* _Stored items_

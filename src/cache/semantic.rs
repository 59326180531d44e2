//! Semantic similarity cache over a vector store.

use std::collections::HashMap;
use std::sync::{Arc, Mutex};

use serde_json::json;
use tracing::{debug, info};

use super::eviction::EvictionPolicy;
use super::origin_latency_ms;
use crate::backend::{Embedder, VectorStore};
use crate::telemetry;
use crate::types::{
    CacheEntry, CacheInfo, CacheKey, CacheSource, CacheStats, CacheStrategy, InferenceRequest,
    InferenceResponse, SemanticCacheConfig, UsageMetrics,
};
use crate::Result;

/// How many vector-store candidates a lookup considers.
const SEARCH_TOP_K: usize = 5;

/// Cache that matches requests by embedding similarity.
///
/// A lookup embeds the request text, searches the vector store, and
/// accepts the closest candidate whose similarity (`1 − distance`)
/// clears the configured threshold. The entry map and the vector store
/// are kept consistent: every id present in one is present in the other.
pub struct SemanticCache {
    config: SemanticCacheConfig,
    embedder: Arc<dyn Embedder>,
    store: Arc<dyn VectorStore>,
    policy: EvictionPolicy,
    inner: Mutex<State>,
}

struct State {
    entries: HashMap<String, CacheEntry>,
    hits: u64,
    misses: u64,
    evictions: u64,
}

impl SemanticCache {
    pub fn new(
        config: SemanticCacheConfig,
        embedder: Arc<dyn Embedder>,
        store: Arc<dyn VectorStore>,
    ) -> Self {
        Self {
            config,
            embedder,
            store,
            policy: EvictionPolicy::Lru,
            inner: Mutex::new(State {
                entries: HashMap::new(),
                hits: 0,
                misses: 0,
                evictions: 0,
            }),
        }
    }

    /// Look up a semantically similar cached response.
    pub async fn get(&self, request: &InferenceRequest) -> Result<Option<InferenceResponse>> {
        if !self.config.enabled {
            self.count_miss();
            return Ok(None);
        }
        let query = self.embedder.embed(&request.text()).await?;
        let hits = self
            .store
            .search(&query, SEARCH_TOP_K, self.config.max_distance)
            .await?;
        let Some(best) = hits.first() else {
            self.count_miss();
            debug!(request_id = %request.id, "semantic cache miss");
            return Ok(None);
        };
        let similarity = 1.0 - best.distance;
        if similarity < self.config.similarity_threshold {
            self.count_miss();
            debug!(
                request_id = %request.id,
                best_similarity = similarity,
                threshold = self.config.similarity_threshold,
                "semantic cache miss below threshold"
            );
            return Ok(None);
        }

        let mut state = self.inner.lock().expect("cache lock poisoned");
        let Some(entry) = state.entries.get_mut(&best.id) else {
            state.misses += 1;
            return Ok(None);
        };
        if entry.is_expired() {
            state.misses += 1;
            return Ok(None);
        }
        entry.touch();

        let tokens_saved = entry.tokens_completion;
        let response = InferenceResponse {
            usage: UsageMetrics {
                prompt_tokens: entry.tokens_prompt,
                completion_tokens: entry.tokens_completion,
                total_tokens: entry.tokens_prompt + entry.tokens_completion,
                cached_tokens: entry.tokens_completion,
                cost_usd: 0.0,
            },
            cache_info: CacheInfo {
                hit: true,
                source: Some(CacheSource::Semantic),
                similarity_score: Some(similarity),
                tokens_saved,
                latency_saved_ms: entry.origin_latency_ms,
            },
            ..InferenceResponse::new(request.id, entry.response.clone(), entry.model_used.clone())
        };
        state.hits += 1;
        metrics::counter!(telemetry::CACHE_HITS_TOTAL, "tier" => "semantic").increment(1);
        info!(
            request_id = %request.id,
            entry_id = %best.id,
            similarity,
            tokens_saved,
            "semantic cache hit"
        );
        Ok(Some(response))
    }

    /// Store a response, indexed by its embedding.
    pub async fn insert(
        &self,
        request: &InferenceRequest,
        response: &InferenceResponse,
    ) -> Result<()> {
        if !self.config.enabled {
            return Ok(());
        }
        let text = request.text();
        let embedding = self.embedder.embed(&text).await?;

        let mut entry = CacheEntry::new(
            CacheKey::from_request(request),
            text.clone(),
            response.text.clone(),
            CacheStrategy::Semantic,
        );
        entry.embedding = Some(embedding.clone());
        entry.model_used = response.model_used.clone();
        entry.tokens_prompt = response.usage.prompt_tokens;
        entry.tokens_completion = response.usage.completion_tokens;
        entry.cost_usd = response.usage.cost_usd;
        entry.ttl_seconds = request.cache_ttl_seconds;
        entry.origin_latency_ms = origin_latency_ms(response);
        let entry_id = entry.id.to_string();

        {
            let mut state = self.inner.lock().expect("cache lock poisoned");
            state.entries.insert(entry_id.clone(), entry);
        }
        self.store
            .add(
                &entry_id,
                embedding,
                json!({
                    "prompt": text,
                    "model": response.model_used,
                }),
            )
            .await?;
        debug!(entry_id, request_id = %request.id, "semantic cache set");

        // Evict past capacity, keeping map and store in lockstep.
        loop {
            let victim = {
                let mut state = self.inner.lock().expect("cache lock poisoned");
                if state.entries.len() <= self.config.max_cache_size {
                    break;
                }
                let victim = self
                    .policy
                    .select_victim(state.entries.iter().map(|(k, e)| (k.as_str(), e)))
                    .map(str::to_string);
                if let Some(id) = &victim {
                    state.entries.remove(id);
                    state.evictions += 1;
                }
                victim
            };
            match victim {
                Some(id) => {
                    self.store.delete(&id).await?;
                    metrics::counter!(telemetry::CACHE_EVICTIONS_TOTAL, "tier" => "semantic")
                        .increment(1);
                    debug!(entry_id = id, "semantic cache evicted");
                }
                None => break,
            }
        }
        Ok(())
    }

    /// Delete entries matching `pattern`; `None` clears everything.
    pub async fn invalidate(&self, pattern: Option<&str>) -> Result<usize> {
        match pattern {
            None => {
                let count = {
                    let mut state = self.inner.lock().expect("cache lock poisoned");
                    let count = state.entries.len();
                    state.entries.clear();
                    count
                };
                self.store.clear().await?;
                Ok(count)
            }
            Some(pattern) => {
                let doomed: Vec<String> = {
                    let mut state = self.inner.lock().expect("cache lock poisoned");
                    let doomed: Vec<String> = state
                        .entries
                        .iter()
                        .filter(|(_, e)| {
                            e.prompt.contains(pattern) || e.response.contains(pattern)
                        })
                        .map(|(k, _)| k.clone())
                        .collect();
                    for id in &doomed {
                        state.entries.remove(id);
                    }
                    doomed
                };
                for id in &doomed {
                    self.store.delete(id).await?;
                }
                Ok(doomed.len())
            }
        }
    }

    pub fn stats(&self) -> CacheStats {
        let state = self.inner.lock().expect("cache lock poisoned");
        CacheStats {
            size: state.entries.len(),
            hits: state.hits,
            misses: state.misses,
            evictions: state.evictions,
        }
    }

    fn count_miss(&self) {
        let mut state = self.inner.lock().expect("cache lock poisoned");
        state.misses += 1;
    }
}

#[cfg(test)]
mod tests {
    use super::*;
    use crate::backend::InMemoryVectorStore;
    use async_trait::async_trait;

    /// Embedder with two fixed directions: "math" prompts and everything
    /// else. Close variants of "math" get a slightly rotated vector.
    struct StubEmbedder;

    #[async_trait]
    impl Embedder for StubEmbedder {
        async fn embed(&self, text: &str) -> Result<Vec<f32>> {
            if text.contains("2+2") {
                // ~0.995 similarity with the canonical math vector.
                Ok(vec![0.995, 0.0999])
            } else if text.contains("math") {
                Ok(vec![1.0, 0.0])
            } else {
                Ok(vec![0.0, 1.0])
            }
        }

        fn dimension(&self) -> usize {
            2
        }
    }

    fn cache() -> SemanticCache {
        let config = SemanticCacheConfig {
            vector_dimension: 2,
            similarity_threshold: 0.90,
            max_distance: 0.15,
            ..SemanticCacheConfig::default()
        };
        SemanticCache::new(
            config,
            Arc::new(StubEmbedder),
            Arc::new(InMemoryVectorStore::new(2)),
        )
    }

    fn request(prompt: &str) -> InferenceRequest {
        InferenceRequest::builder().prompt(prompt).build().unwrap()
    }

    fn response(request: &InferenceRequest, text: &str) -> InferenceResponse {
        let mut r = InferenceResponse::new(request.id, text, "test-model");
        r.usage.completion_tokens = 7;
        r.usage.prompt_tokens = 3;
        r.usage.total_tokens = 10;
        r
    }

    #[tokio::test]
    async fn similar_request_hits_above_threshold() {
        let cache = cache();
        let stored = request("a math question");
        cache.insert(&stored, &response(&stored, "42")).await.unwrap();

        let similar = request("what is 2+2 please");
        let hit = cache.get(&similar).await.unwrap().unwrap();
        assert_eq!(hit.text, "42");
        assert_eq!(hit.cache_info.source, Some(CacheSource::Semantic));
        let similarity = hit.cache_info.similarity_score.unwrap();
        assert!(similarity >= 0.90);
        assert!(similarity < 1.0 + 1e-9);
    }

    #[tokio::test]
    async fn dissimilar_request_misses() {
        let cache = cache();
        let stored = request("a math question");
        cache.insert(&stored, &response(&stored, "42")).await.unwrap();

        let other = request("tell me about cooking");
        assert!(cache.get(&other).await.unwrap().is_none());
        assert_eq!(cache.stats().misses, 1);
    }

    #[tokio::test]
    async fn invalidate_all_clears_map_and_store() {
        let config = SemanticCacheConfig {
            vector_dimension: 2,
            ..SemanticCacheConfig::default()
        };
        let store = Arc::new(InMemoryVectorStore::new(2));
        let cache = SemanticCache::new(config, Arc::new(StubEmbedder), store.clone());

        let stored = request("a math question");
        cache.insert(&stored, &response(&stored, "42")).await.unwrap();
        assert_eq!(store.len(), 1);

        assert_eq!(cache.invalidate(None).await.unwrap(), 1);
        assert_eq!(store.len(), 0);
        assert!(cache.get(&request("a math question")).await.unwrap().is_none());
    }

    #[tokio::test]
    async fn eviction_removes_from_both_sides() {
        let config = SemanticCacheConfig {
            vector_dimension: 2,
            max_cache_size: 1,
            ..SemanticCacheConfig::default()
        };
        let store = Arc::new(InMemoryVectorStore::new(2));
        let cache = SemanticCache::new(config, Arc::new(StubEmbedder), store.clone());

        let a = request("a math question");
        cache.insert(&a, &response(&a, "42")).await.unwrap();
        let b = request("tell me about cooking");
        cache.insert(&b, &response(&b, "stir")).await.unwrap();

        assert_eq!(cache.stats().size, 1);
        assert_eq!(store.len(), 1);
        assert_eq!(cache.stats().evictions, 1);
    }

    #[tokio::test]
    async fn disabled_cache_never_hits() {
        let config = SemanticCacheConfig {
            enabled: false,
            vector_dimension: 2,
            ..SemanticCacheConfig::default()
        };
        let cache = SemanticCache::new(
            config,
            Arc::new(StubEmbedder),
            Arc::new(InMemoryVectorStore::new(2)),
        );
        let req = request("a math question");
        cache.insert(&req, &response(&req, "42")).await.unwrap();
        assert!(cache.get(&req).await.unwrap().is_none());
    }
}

==

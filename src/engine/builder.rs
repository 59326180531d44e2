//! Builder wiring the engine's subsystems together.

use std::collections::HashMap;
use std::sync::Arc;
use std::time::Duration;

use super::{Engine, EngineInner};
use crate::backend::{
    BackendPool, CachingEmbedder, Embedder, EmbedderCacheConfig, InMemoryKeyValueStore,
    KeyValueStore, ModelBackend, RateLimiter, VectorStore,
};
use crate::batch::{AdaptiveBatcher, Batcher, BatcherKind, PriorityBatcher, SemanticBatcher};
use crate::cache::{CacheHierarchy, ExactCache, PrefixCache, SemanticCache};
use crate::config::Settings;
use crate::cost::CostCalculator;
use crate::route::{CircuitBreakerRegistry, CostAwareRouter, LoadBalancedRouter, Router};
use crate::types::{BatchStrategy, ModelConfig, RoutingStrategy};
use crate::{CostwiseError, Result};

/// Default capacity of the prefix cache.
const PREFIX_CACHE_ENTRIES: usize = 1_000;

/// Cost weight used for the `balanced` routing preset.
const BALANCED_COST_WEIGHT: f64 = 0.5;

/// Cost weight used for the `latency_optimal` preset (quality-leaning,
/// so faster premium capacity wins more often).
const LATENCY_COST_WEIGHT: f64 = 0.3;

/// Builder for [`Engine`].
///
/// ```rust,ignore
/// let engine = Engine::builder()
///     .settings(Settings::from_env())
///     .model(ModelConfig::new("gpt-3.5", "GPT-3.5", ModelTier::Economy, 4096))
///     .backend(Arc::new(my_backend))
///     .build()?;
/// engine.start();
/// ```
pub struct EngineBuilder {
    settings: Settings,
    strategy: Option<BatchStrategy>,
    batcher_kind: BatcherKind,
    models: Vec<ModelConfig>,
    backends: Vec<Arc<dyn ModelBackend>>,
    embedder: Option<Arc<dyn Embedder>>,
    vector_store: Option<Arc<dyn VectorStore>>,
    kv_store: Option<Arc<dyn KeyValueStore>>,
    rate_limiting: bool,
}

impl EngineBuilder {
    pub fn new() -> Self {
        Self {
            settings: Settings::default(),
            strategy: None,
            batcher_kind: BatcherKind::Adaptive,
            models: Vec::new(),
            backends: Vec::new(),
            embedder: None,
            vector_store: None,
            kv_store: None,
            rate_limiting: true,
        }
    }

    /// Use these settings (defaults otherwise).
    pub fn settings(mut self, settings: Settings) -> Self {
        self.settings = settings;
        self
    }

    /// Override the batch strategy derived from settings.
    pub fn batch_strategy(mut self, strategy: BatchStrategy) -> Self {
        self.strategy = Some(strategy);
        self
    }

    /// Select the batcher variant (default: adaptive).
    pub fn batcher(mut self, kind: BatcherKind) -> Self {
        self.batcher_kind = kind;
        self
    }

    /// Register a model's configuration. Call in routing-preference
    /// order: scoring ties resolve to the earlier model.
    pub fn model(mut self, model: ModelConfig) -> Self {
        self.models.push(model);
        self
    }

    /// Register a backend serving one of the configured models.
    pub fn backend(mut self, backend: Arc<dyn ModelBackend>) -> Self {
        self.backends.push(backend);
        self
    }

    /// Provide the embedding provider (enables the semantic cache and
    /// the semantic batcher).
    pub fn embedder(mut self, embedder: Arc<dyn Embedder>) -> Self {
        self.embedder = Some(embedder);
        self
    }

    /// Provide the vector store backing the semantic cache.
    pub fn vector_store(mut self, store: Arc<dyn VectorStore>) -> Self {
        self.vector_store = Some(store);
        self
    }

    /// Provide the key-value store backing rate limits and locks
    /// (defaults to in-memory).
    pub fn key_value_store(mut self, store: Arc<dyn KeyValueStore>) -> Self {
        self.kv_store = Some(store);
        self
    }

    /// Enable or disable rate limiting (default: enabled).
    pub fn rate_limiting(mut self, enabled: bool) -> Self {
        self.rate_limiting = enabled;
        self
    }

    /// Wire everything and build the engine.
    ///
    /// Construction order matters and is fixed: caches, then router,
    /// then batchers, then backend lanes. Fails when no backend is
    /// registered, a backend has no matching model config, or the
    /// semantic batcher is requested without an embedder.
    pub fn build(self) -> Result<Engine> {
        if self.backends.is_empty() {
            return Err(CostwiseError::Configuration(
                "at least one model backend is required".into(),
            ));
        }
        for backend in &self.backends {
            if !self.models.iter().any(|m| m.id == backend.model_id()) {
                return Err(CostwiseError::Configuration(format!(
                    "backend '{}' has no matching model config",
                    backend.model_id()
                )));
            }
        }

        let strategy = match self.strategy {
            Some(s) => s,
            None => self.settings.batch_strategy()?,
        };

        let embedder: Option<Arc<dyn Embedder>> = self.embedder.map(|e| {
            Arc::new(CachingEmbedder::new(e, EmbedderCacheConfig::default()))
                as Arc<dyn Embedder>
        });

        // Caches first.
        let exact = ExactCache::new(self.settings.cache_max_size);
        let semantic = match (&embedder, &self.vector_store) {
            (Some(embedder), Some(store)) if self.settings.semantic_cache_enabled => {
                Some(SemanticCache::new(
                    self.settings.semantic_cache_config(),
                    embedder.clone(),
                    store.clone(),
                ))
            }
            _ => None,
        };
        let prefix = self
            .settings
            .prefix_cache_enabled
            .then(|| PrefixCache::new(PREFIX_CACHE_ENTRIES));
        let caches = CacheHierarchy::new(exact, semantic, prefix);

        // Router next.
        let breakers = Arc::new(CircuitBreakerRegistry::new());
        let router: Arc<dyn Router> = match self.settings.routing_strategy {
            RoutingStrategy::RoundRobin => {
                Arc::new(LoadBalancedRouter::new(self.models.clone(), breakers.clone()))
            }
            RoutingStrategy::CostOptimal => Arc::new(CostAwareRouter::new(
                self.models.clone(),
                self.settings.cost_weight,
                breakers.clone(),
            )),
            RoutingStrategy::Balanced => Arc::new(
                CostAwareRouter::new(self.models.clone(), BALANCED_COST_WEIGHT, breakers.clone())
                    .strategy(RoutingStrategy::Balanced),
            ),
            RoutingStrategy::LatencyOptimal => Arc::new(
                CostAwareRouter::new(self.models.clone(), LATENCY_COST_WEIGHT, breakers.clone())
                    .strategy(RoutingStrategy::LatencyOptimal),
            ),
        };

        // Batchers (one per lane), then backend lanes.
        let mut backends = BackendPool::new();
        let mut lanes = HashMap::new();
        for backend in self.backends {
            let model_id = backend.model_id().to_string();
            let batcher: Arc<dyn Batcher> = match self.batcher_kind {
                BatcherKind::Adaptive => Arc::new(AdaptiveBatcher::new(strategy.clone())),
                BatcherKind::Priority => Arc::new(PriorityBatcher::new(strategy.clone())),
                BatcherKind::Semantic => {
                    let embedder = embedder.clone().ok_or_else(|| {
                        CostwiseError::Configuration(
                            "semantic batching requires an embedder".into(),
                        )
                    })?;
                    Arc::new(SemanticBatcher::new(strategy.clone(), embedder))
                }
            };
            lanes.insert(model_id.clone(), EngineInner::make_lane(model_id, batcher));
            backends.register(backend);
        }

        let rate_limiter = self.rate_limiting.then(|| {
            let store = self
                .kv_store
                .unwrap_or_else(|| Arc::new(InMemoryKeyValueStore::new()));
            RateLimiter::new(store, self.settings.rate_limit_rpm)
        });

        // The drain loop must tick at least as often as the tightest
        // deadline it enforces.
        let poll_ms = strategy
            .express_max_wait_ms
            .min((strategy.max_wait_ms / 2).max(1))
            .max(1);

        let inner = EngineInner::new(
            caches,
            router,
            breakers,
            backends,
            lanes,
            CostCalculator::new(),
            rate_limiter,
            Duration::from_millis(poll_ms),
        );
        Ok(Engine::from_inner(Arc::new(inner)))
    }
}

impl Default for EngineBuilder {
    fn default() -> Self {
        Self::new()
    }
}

* * *

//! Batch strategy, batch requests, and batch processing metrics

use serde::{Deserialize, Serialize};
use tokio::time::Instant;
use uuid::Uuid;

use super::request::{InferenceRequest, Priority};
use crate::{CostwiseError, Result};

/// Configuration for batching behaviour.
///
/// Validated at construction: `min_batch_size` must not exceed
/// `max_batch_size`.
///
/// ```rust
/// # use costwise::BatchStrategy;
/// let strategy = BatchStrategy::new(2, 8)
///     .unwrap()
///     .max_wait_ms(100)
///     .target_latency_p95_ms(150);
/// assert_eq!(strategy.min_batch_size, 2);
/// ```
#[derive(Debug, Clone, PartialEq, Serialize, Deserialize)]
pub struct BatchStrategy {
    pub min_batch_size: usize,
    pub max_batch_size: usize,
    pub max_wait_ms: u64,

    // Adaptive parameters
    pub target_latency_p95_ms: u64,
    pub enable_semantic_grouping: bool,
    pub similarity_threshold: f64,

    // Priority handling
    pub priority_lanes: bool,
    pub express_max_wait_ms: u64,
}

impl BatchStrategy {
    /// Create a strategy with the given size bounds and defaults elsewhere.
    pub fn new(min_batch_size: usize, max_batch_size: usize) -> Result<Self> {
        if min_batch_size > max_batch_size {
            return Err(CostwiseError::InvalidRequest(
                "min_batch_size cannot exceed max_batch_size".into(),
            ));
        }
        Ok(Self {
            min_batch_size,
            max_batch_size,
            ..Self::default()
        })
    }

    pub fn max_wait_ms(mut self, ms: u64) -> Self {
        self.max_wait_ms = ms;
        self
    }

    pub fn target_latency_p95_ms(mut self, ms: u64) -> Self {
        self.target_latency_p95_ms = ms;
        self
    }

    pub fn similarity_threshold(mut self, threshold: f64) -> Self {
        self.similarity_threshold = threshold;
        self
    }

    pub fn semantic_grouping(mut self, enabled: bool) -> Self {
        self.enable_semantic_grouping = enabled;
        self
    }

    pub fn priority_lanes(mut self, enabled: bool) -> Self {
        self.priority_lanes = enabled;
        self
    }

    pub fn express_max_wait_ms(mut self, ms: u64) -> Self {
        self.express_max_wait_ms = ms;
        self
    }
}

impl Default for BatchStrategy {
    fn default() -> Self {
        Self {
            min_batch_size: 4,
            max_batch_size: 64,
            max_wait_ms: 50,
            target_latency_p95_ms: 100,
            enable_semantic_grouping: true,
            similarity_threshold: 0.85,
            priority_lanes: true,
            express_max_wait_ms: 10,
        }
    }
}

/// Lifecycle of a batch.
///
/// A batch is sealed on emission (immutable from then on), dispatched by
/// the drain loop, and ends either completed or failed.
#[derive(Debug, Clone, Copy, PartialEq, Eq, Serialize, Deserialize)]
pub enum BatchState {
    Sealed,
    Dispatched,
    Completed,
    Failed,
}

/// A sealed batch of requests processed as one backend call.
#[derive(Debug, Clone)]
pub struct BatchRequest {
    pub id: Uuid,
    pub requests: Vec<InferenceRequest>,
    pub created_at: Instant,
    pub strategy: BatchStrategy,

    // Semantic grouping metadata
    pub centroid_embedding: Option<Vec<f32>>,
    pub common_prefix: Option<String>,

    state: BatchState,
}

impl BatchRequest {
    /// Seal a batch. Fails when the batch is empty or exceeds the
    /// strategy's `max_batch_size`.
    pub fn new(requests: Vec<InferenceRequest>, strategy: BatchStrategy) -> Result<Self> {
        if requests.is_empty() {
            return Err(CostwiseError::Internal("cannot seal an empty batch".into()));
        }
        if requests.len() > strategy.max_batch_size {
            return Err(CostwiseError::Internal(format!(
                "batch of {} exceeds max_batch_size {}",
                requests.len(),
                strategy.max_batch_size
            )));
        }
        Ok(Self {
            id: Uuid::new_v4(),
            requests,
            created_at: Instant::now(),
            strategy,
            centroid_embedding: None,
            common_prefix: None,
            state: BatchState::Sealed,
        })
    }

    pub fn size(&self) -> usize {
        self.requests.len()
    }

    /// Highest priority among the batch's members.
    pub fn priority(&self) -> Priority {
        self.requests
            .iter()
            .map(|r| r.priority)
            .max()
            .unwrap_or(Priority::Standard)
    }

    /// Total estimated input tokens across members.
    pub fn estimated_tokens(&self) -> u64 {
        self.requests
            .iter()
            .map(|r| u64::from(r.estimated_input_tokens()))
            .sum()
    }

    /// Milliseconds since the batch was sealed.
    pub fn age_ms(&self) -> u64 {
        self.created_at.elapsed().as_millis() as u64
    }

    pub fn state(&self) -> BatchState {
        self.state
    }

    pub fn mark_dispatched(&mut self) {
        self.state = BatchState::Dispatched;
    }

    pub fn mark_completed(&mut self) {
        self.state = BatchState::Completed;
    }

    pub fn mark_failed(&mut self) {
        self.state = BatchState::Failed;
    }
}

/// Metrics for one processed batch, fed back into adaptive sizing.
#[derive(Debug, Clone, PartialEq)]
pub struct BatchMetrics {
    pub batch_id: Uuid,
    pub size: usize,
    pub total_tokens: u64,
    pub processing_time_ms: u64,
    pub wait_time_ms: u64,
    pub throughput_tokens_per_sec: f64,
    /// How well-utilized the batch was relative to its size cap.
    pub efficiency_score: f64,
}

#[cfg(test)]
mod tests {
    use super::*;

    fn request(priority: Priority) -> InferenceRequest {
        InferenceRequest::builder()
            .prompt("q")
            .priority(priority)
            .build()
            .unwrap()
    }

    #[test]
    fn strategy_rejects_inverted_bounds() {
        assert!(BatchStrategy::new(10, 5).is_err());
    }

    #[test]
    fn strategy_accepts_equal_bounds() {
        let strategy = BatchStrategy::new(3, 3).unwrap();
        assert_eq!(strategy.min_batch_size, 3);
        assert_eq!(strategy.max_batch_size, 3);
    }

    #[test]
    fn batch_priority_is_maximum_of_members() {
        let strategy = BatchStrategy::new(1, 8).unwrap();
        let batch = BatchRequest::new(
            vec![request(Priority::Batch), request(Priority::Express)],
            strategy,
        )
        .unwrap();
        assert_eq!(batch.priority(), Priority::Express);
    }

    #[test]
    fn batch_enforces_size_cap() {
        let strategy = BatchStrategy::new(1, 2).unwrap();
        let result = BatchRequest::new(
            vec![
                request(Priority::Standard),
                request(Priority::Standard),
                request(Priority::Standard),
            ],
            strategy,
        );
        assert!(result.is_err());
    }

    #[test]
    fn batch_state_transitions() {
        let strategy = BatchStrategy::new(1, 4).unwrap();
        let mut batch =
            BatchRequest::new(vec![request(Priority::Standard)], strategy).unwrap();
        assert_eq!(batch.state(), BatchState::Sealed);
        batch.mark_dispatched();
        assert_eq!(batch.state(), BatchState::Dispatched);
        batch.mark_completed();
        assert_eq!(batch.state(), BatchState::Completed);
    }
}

* _Task prompt_
Wherever a line in the data above contains the word "batching", copy that line.

* _Result_
                            "semantic batching requires an embedder".into(),
/// Configuration for batching behaviour.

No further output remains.